This Week's Opening Thought: January 8, 2024

Image description: A picture of a Nintendo Wii video game console jutting from the top of a cardboard box. The box has the words "this together" scrawled on one panel in black marker. The image is preceded by the phrase, "My brain when people of pallor in leadership roles are like, "We are in this together!"

This week's opening thought for people of pallor in leadership roles: No, we are not "in this together." No matter what you say or how you say it, you will not sway me into believing that when it comes to equity, active anti-racism, anti-oppression, and dismantling white supremacy, we are "in this together." We cannot be "in this together" because we do not share the same stakes and potential consequences while "in this."

Your life isn't at stake. Your livelihood and career aren't at stake. Your safety on multiple levels is not at stake. And all that is something that so many "well-meaning" un-melanated professionals with power and positionality in organizations don't want to digest and understand.

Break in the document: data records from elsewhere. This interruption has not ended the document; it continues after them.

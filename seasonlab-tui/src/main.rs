//! SeasonLab TUI: seasonal chart viewer.
//!
//! Usage: `seasonlab-tui [TICKER]` (defaults to ^GSPC). Set `SEASONLAB_LOG`
//! to a file path to capture logs; the terminal itself is never logged to.

use std::fs::File;
use std::io::{self, stdout};
use std::path::PathBuf;
use std::sync::mpsc;
use std::sync::Mutex;
use std::time::Duration;

use anyhow::{Context, Result};
use crossterm::event::{self, Event};
use crossterm::execute;
use crossterm::terminal::{
    disable_raw_mode, enable_raw_mode, EnterAlternateScreen, LeaveAlternateScreen,
};
use ratatui::backend::CrosstermBackend;
use ratatui::Terminal;
use tracing_subscriber::EnvFilter;

use seasonlab_core::data::build_provider;
use seasonlab_core::{ReportCache, SeasonLabConfig, SeasonalityService};
use seasonlab_tui::worker::{self, WorkerCommand};
use seasonlab_tui::{input, ui, AppState};

const DEFAULT_TICKER: &str = "^GSPC";

fn main() -> Result<()> {
    init_logging()?;

    // Install a panic hook that restores the terminal before printing the panic.
    let default_hook = std::panic::take_hook();
    std::panic::set_hook(Box::new(move |info| {
        let _ = disable_raw_mode();
        let _ = execute!(io::stderr(), LeaveAlternateScreen);
        default_hook(info);
    }));

    let config = load_config()?;
    let provider = build_provider(&config.provider)?;
    let service = SeasonalityService::new(provider, ReportCache::from_config(&config.cache));

    // Worker channels
    let (cmd_tx, cmd_rx) = mpsc::channel();
    let (resp_tx, resp_rx) = mpsc::channel();
    let worker_handle = worker::spawn_worker(service, cmd_rx, resp_tx);

    let mut app = AppState::new(cmd_tx.clone(), resp_rx);
    app.input = std::env::args()
        .nth(1)
        .unwrap_or_else(|| DEFAULT_TICKER.to_string());
    app.submit();

    // Setup terminal
    enable_raw_mode()?;
    let mut stdout = stdout();
    execute!(stdout, EnterAlternateScreen)?;
    let backend = CrosstermBackend::new(stdout);
    let mut terminal = Terminal::new(backend)?;
    terminal.clear()?;

    let result = run_app(&mut terminal, &mut app);

    // Shutdown worker. A fetch in flight finishes first; the provider
    // timeout bounds the wait.
    let _ = cmd_tx.send(WorkerCommand::Shutdown);
    drop(app);
    let _ = worker_handle.join();

    // Restore terminal
    disable_raw_mode()?;
    execute!(terminal.backend_mut(), LeaveAlternateScreen)?;
    terminal.show_cursor()?;

    result
}

fn run_app(
    terminal: &mut Terminal<CrosstermBackend<io::Stdout>>,
    app: &mut AppState,
) -> Result<()> {
    loop {
        // 1. Render
        terminal.draw(|f| ui::draw(f, app))?;

        // 2. Drain worker responses (non-blocking)
        while let Ok(resp) = app.worker_rx.try_recv() {
            app.handle_response(resp);
        }

        // 3. Poll for input events (50ms timeout for ~20 FPS tick)
        if event::poll(Duration::from_millis(50))? {
            if let Event::Key(key) = event::read()? {
                input::handle_key(app, key);
            }
        }

        // 4. Check quit
        if !app.running {
            break;
        }
    }
    Ok(())
}

/// File logging when `SEASONLAB_LOG` names a path; otherwise silent.
fn init_logging() -> Result<()> {
    let Some(path) = std::env::var_os("SEASONLAB_LOG") else {
        return Ok(());
    };
    let file = File::create(&path)
        .with_context(|| format!("creating log file {}", PathBuf::from(&path).display()))?;
    tracing_subscriber::fmt()
        .with_env_filter(
            EnvFilter::try_from_default_env().unwrap_or_else(|_| EnvFilter::new("info")),
        )
        .with_ansi(false)
        .with_writer(Mutex::new(file))
        .init();
    Ok(())
}

fn load_config() -> Result<SeasonLabConfig> {
    let path = dirs::config_dir().map(|d| d.join("seasonlab").join("config.toml"));
    match path {
        Some(path) if path.exists() => SeasonLabConfig::from_file(&path)
            .with_context(|| format!("loading config {}", path.display())),
        _ => Ok(SeasonLabConfig::default()),
    }
}
//! GeoShape Geo - CRS-aware geometries
//!
//! Wraps `geo` geometries with a coordinate reference system and provides
//! CRS assignment and PROJ-backed reprojection.

pub mod factory;
pub mod models;
pub mod shape;
pub mod transform;

// Re-export key types for convenience
pub use factory::{from_geometry, AnyGeoShape, GeometryInput};
pub use models::{GeometryKind, LinearRing, ShapeGeometry};
pub use shape::{GeoLineString, GeoLinearRing, GeoPoint, GeoPolygon, GeoShape};
pub use transform::{CoordinateTransform, ProjTransformer};

pub use geoshape_core::{Crs, CrsInput, GeoshapeError, OverridePolicy, Result};
//! Inspect command implementation

use crate::cli::InspectArgs;
use crate::output::OutputWriter;
use crate::output_types::InspectOutput;
use anyhow::Result;
use geoshape_core::{Crs, CrsDefinition};

pub fn execute(args: InspectArgs, output: &OutputWriter) -> Result<()> {
    let crs = Crs::from_user_input(&args.crs)?;

    let inspection = InspectOutput {
        input: args.crs,
        definition: crs.to_string(),
        kind: kind_name(crs.kind()).to_string(),
        authority_code: crs.authority_code(),
        epsg: crs.epsg(),
        geographic_wgs84: crs.is_geographic_wgs84(),
    };

    if output.is_json() {
        output.result(inspection)?;
    } else {
        output.section("CRS");
        output.kv("Definition", &inspection.definition);
        output.kv("Notation", &inspection.kind);
        if let Some(code) = &inspection.authority_code {
            output.kv("Authority code", code);
        }
        output.kv("WGS 84 lon/lat", if inspection.geographic_wgs84 { "yes" } else { "no" });
    }

    Ok(())
}

fn kind_name(definition: &CrsDefinition) -> &'static str {
    match definition {
        CrsDefinition::Authority { .. } => "authority",
        CrsDefinition::ProjString(_) => "proj-string",
        CrsDefinition::Wkt(_) => "wkt",
        CrsDefinition::ProjJson(_) => "projjson",
        CrsDefinition::Name(_) => "name",
    }
}
//! Configuration loading for CLI commands

use crate::cli::Cli;
use anyhow::{Context, Result};
use geoshape_core::config::{parse_default_crs, CliConfigOverrides, LayeredConfig};
use geoshape_core::OverridePolicy;
use std::path::{Path, PathBuf};

/// File picked up from the working directory when --config is not given
pub const DEFAULT_CONFIG_FILE: &str = "geoshape.toml";

/// Load layered configuration: defaults, file, environment, then CLI flags
pub fn load_config(cli: &Cli, allow_override: bool) -> Result<LayeredConfig> {
    let mut config = LayeredConfig::with_defaults();

    if let Some(path) = config_path(cli.config.as_deref()) {
        config = config
            .load_from_file(&path)
            .with_context(|| format!("Failed to load configuration from {}", path.display()))?;
    }

    let mut config = config.load_from_env();

    let default_crs = cli.default_crs.as_deref().map(parse_default_crs).transpose()?;

    config.update_from_cli(CliConfigOverrides {
        default_crs,
        override_policy: allow_override.then_some(OverridePolicy::Allow),
        precision: cli.precision,
    });

    Ok(config)
}

fn config_path(explicit: Option<&Path>) -> Option<PathBuf> {
    match explicit {
        Some(path) => Some(path.to_path_buf()),
        None => {
            let local = PathBuf::from(DEFAULT_CONFIG_FILE);
            local.is_file().then_some(local)
        }
    }
}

You can't be my ally, accomplice, homey, advocate, friend, acquaintance, or nothing without being willing to legitimately understand and acknowledge that we are "in this together" while on two separate train tracks of your ancestor's creation going in the same direction. Most of y'all prefer the tracks to be running adjacent to one another because y'all ain't ready to build a track connector to come over to our track and learn, unlearn, and unpack your indoctrination into white supremacist ideology. You want to be able to occasionally look over from your train car to watch the trauma unfold, then pull your shade down and continue enjoying the ride. You only want to know of our pain enough to say that you know on the most surface levels.

Hit me up when you're ready and willing to be "in this together" beyond a sentence that sounds nice coming out of your mouth that strokes your indoctrination into the good/bad binary.

Until you do right by me, may you suck at Mario Kart 'til infinity and beyond.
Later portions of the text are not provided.